Devastated, Süss blames Karl for Naomi's death but outwardly remains in his service. Karl, seeking to ensure his silence, grants him even greater authority over the state's finances. Süss resolves to use this power to destroy the Duke. He imposes severe taxes and encourages Karl to disregard Württemberg's constitution, suppress opposition, and use the army to establish himself as an absolute ruler. These policies turn the population against Karl and bring him into conflict with the governing council.

As Karl prepares to seize power, he orders the arrest of his opponents and secretly adds Süss's name to the list. Warned of the betrayal by Magdalen, Süss nevertheless continues with his plan. He finally reveals to Karl that the attempted coup has failed and that he deliberately engineered the Duke's downfall in revenge for Naomi. Overcome by the revelation, Karl dies.

With the Duke dead and the coup defeated, Süss allows himself to be arrested rather than flee. At his trial, the authorities struggle to find grounds on which to condemn him before invoking a law forbidding sexual relations between Jews and Christians. He is sentenced to death.

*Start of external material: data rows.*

//! Convert walker traversal trees into directed multigraphs.
//!
//! Every distinct node id becomes one vertex; every parent-child link in the
//! tree becomes one edge. A child id repeated under the same parent yields
//! parallel edges, which are kept.

use crate::parser::loader::parse_walker_trees;
use crate::parser::schema::WalkerTreeNode;
use crate::utils::error::ParseError;
use log::debug;
use petgraph::algo::is_cyclic_directed;
use petgraph::graph::{DiGraph, NodeIndex};
use petgraph::Direction;
use serde_json::Value;
use std::collections::{HashMap, HashSet};

/// Directed multigraph of one walker traversal
///
/// Vertices and edges carry no attributes beyond the node id.
#[derive(Debug, Clone, Default)]
pub struct WalkerGraph {
    graph: DiGraph<i64, ()>,
    indices: HashMap<i64, NodeIndex>,
}

impl WalkerGraph {
    pub fn new() -> Self {
        Self::default()
    }

    /// Register a vertex; adding an existing id is a no-op
    pub fn add_node(&mut self, id: i64) -> NodeIndex {
        let graph = &mut self.graph;
        *self.indices.entry(id).or_insert_with(|| graph.add_node(id))
    }

    /// Add one directed edge, registering both endpoints if needed
    pub fn add_edge(&mut self, from: i64, to: i64) {
        let a = self.add_node(from);
        let b = self.add_node(to);
        self.graph.add_edge(a, b, ());
    }

    pub fn node_count(&self) -> usize {
        self.graph.node_count()
    }

    pub fn edge_count(&self) -> usize {
        self.graph.edge_count()
    }

    pub fn contains_node(&self, id: i64) -> bool {
        self.indices.contains_key(&id)
    }

    /// Number of parallel edges from `from` to `to`
    pub fn edge_multiplicity(&self, from: i64, to: i64) -> usize {
        match (self.indices.get(&from), self.indices.get(&to)) {
            (Some(&a), Some(&b)) => self.graph.edges_connecting(a, b).count(),
            _ => 0,
        }
    }

    /// Node ids in insertion order
    pub fn node_ids(&self) -> Vec<i64> {
        self.graph.node_indices().map(|i| self.graph[i]).collect()
    }

    /// All edges in insertion order, parallel edges included
    pub fn edges(&self) -> Vec<(i64, i64)> {
        self.graph
            .raw_edges()
            .iter()
            .map(|e| (self.graph[e.source()], self.graph[e.target()]))
            .collect()
    }

    /// Distinct (from, to) pairs in first-seen order
    ///
    /// This is the simple digraph view used for drawing.
    pub fn simplified_edges(&self) -> Vec<(i64, i64)> {
        let mut seen = HashSet::new();
        self.edges()
            .into_iter()
            .filter(|pair| seen.insert(*pair))
            .collect()
    }

    /// Vertices without incoming edges, in insertion order
    pub fn roots(&self) -> Vec<i64> {
        self.graph
            .node_indices()
            .filter(|&i| {
                self.graph
                    .neighbors_directed(i, Direction::Incoming)
                    .next()
                    .is_none()
            })
            .map(|i| self.graph[i])
            .collect()
    }

    /// Successor ids of a vertex (parallel edges collapsed, no fixed order)
    pub fn successors(&self, id: i64) -> Vec<i64> {
        let Some(&index) = self.indices.get(&id) else {
            return Vec::new();
        };
        let mut seen = HashSet::new();
        self.graph
            .neighbors_directed(index, Direction::Outgoing)
            .map(|i| self.graph[i])
            .filter(|succ| seen.insert(*succ))
            .collect()
    }

    /// True when some id is reachable from itself
    pub fn is_cyclic(&self) -> bool {
        is_cyclic_directed(&self.graph)
    }

    /// Underlying petgraph graph, for algorithms
    pub fn inner(&self) -> &DiGraph<i64, ()> {
        &self.graph
    }
}

/// Build the multigraph of a single walker tree
///
/// Depth-first, pre-order: each node is registered before its children,
/// children are visited in input order. An explicit stack keeps deep trees
/// off the call stack.
pub fn tree_to_multigraph(root: &WalkerTreeNode) -> WalkerGraph {
    let mut graph = WalkerGraph::new();
    let mut pending: Vec<(&WalkerTreeNode, Option<i64>)> = vec![(root, None)];

    while let Some((step, parent)) = pending.pop() {
        let id = step.node.id;
        graph.add_node(id);

        if let Some(parent_id) = parent {
            graph.add_edge(parent_id, id);
        }

        // Reversed so the first child is popped first
        for child in step.children.iter().rev() {
            pending.push((child, Some(id)));
        }
    }

    graph
}

/// Convert a list of walker trees into one multigraph per tree
///
/// **Public** - main entry point for the tree-to-graph pipeline
///
/// # Arguments
/// * `data` - Parsed JSON; a list whose elements are tree roots
///
/// # Returns
/// One `WalkerGraph` per root, in input order
///
/// # Errors
/// * `ParseError::InvalidFormat` - `data` is not a list
/// * `ParseError::MalformedInput` - a node lacks an integer `node.id`
pub fn walkers_to_multigraphs(data: &Value) -> Result<Vec<WalkerGraph>, ParseError> {
    let trees = parse_walker_trees(data)?;
    Ok(trees_to_multigraphs(&trees))
}

/// Convert already-typed walker trees
pub fn trees_to_multigraphs(trees: &[WalkerTreeNode]) -> Vec<WalkerGraph> {
    trees
        .iter()
        .enumerate()
        .map(|(index, tree)| {
            let graph = tree_to_multigraph(tree);
            debug!(
                "Walker tree {}: {} steps -> {} vertices, {} edges",
                index,
                tree.step_count(),
                graph.node_count(),
                graph.edge_count()
            );
            graph
        })
        .collect()
}

#[cfg(test)]
mod tests {
    use super::*;
    use serde_json::json;

    #[test]
    fn test_single_node_tree() {
        let graphs = walkers_to_multigraphs(&json!([{"node": {"id": 1}}])).unwrap();
        assert_eq!(graphs.len(), 1);
        assert_eq!(graphs[0].node_count(), 1);
        assert_eq!(graphs[0].edge_count(), 0);
    }

    #[test]
    fn test_repeated_child_gives_parallel_edges() {
        let data = json!([{
            "node": {"id": 1},
            "children": [{"node": {"id": 2}}, {"node": {"id": 2}}]
        }]);
        let graph = &walkers_to_multigraphs(&data).unwrap()[0];

        assert_eq!(graph.node_count(), 2);
        assert_eq!(graph.edge_count(), 2);
        assert_eq!(graph.edge_multiplicity(1, 2), 2);
        assert_eq!(graph.simplified_edges(), vec![(1, 2)]);
    }

    #[test]
    fn test_preorder_edge_order() {
        let data = json!([{
            "node": {"id": 1},
            "children": [
                {"node": {"id": 2}, "children": [{"node": {"id": 4}}]},
                {"node": {"id": 3}}
            ]
        }]);
        let graph = &walkers_to_multigraphs(&data).unwrap()[0];

        assert_eq!(graph.node_ids(), vec![1, 2, 4, 3]);
        assert_eq!(graph.edges(), vec![(1, 2), (2, 4), (1, 3)]);
        assert_eq!(graph.roots(), vec![1]);
    }

    #[test]
    fn test_add_node_is_idempotent() {
        let mut graph = WalkerGraph::new();
        let a = graph.add_node(5);
        let b = graph.add_node(5);
        assert_eq!(a, b);
        assert_eq!(graph.node_count(), 1);
    }

    #[test]
    fn test_revisited_id_makes_cycle() {
        let data = json!([{
            "node": {"id": 1},
            "children": [{"node": {"id": 2}, "children": [{"node": {"id": 1}}]}]
        }]);
        let graph = &walkers_to_multigraphs(&data).unwrap()[0];

        assert_eq!(graph.node_count(), 2);
        assert!(graph.is_cyclic());
        assert!(graph.roots().is_empty());
    }

    #[test]
    fn test_malformed_tree_fails_whole_call() {
        let data = json!([
            {"node": {"id": 1}},
            {"node": {"id": 2}, "children": [{"children": []}]}
        ]);
        assert!(matches!(
            walkers_to_multigraphs(&data),
            Err(ParseError::MalformedInput(_))
        ));
    }
}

Süss is placed inside an iron cage suspended above a crowd, with a noose around his neck. As a group of Jews recite the Shema Yisrael, Süss joins them in prayer. The trap beneath him is released and he is hanged. The film concludes with the hope that the barriers dividing Jews and Christians may one day disappear.

== Cast ==

- Conrad Veidt as Josef Süss Oppenheimer
- Benita Hume as Marie Auguste
- Frank Vosper as Karl Alexander
- Cedric Hardwicke as Rabbi Gabriel
- Gerald du Maurier as Weissensee
- Paul Graetz as Landauer
- Joan Maude as Magdalen Sibylle
- Pamela Mason as Naomi
- Haidée Wright as Michelle Süss
- Eva Moore as Jantje
- Campbell Gulan as the Prince of Thurn and Taxis
- Sam Livesey as Harprecht
- Joseph Markovitch as Seligman
- Selma Vaz Dias as Frau Seligman
- Lucius Blake as Ottman
- Marcelle Rogez as Graziella
- Randle Ayrton as Schoolmaster
- P. Kynaston Reeves as Judge
- Percy Parsons as Pflug
- James Raglan as Lord Suffolk
- Dennis Hoey as Dieterle
- Hay Plumb as Pfaeffle
- Francis L. Sullivan as Remchingen

==Release==
The film premiered simultaneously at the Tivoli Cinema on the Strand in London and Radio City Music Hall in New York on 4 October 1934, with Prince George and Queen Maria of Romania being the guests of honour at the UK premiere. A blurry telephoto picture of Prince George attending the London premiere was shown for the audience in New York, which – due to the time zone difference – saw the film some five hours later. According to The Times correspondent, "the reproduction was indistinct, but the picture was notable as the first attempt to use a radio photograph (see wirephoto) on the screen". The film was retitled Power for the US release.